Approximately 1,200 plants were grown in collaboration with the Golden Gate National Recreation Area Native Plant Nursery program from locally collected seeds. The introduction is a restoration research project through UC Berkeley supported by the Seashore’s Pacific Coast Learning Center.

Point Reyes National Seashore historically supported six occurrences of Sonoma Alopecurus. Ten additional occurrences have been documented in Sonoma County. Most of the Sonoma County occurrences are believed to be extirpated or are presently declining.

In summer 2000 and 2001, with the support of volunteers and the Point Reyes National Seashore Association, the six historic occurrences within the Seashore were revisited and a comprehensive survey of potential habitat was conducted. Presently, three of these six historic occurrences appear stable and three support no plants. Since 2000, two new small populations have been discovered within Point Reyes bringing the total number of occurrences to five.

In 2001, three of the historic Sonoma County occurrences of Sonoma Alopecurus were also visited. Only one of these three occurrences was found to support plants. A thorough survey of these Sonoma sites will be conducted this year. Additionally, in 2000 and 2001, seeds were collected and deposited for long-term banking at the Rancho Santa Ana Botanical Garden in Southern California.

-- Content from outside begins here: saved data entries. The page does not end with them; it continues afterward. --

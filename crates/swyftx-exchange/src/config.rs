//! Swyftx API 설정.
//!
//! Swyftx는 API 키 하나로 세션 토큰을 발급받는 베어러 인증을 사용합니다.
//! secret은 필요하지 않습니다.

use std::collections::HashMap;
use std::fmt;

use swyftx_core::FeeSchedule;

/// Swyftx API 환경 유형.
#[derive(Debug, Clone, Copy, PartialEq, Eq, Default)]
pub enum SwyftxEnvironment {
    /// 실거래
    #[default]
    Production,
    /// 데모 환경
    Demo,
}

impl SwyftxEnvironment {
    /// 이 환경의 REST API 기본 URL 반환.
    pub fn rest_base_url(&self) -> &'static str {
        match self {
            SwyftxEnvironment::Production => "https://api.swyftx.com.au",
            SwyftxEnvironment::Demo => "https://api.demo.swyftx.com.au",
        }
    }
}

/// Swyftx 클라이언트 설정.
///
/// # 보안
/// - `Debug` 구현은 민감 정보(`api_key`)를 마스킹합니다.
#[derive(Clone)]
pub struct SwyftxConfig {
    /// API 키 (모든 비공개 요청의 토큰 발급에 필요)
    pub api_key: String,
    /// 환경 (실거래/데모)
    pub environment: SwyftxEnvironment,
    /// 요청 타임아웃 (초)
    pub timeout_secs: u64,
    /// 호가 통화별 수수료 오버라이드 (미설정 시 거래소 기본 수수료)
    pub fee_overrides: HashMap<String, FeeSchedule>,
    /// 테스트용 기본 URL 오버라이드
    pub base_url_override: Option<String>,
}

impl fmt::Debug for SwyftxConfig {
    fn fmt(&self, f: &mut fmt::Formatter<'_>) -> fmt::Result {
        let masked_key = if self.api_key.len() > 8 {
            format!(
                "{}...{}",
                &self.api_key[..4],
                &self.api_key[self.api_key.len() - 4..]
            )
        } else {
            "***REDACTED***".to_string()
        };

        f.debug_struct("SwyftxConfig")
            .field("api_key", &masked_key)
            .field("environment", &self.environment)
            .field("timeout_secs", &self.timeout_secs)
            .field("fee_overrides", &self.fee_overrides)
            .finish()
    }
}

impl SwyftxConfig {
    /// 새 설정 생성.
    pub fn new(api_key: impl Into<String>) -> Self {
        Self {
            api_key: api_key.into(),
            environment: SwyftxEnvironment::Production,
            timeout_secs: 30,
            fee_overrides: HashMap::new(),
            base_url_override: None,
        }
    }

    /// 데모 환경 사용.
    pub fn with_demo(mut self, demo: bool) -> Self {
        self.environment = if demo {
            SwyftxEnvironment::Demo
        } else {
            SwyftxEnvironment::Production
        };
        self
    }

    /// 호가 통화별 수수료 오버라이드 설정.
    pub fn with_fee_override(mut self, quote: impl Into<String>, fees: FeeSchedule) -> Self {
        self.fee_overrides.insert(quote.into().to_uppercase(), fees);
        self
    }

    /// 기본 URL을 오버라이드합니다 (테스트용).
    pub fn with_base_url(mut self, base_url: impl Into<String>) -> Self {
        self.base_url_override = Some(base_url.into());
        self
    }

    /// 환경 변수에서 생성.
    ///
    /// `SWYFTX_API_KEY`가 설정되지 않았으면 `None`을 반환합니다.
    /// `SWYFTX_DEMO=true`로 데모 환경을 선택할 수 있습니다.
    pub fn from_env() -> Option<Self> {
        let api_key = std::env::var("SWYFTX_API_KEY").ok()?;
        let demo = std::env::var("SWYFTX_DEMO")
            .map(|v| v.to_lowercase() == "true")
            .unwrap_or(false);

        Some(Self::new(api_key).with_demo(demo))
    }

    /// REST API 기본 URL 반환.
    pub fn base_url(&self) -> &str {
        self.base_url_override
            .as_deref()
            .unwrap_or_else(|| self.environment.rest_base_url())
    }

    /// 호가 통화의 수수료 스케줄 반환 (오버라이드 우선, 없으면 기본값).
    pub fn fees_for_quote(&self, quote: &str) -> FeeSchedule {
        self.fee_overrides
            .get(&quote.to_uppercase())
            .copied()
            .unwrap_or_default()
    }

    /// API 키가 설정되어 있는지 확인.
    pub fn has_credentials(&self) -> bool {
        !self.api_key.is_empty()
    }
}

#[cfg(test)]
mod tests {
    use super::*;
    use rust_decimal_macros::dec;

    #[test]
    fn test_environment_urls() {
        let config = SwyftxConfig::new("key-1234567890");
        assert_eq!(config.base_url(), "https://api.swyftx.com.au");

        let demo = SwyftxConfig::new("key-1234567890").with_demo(true);
        assert_eq!(demo.base_url(), "https://api.demo.swyftx.com.au");
    }

    #[test]
    fn test_debug_masks_api_key() {
        let config = SwyftxConfig::new("super-secret-api-key");
        let debug = format!("{:?}", config);
        assert!(!debug.contains("super-secret-api-key"));
        assert!(debug.contains("supe..."));
    }

    #[test]
    fn test_fee_override_lookup() {
        let config = SwyftxConfig::new("key")
            .with_fee_override("aud", FeeSchedule::new(dec!(0.001), dec!(0.002)));

        assert_eq!(config.fees_for_quote("AUD").taker, dec!(0.002));
        // 오버라이드가 없는 통화는 기본 스케줄
        assert_eq!(config.fees_for_quote("USD").taker, dec!(0.006));
    }

    #[test]
    fn test_has_credentials() {
        assert!(SwyftxConfig::new("key").has_credentials());
        assert!(!SwyftxConfig::new("").has_credentials());
    }
}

The park is currently preparing monitoring and management plans for this species. An interested working group of grass and rare plant ecologists is being assembled and will convene this year to visit Alopecurus sites, discuss the species status, and recommend conservation strategies to be included in a future management plan.

This project is part of the National Seashore’s ongoing effort to ensure preservation of habitat and native species. The National Park Service has received natural resource preservation funding from Congress as part of the Natural Resource Challenge.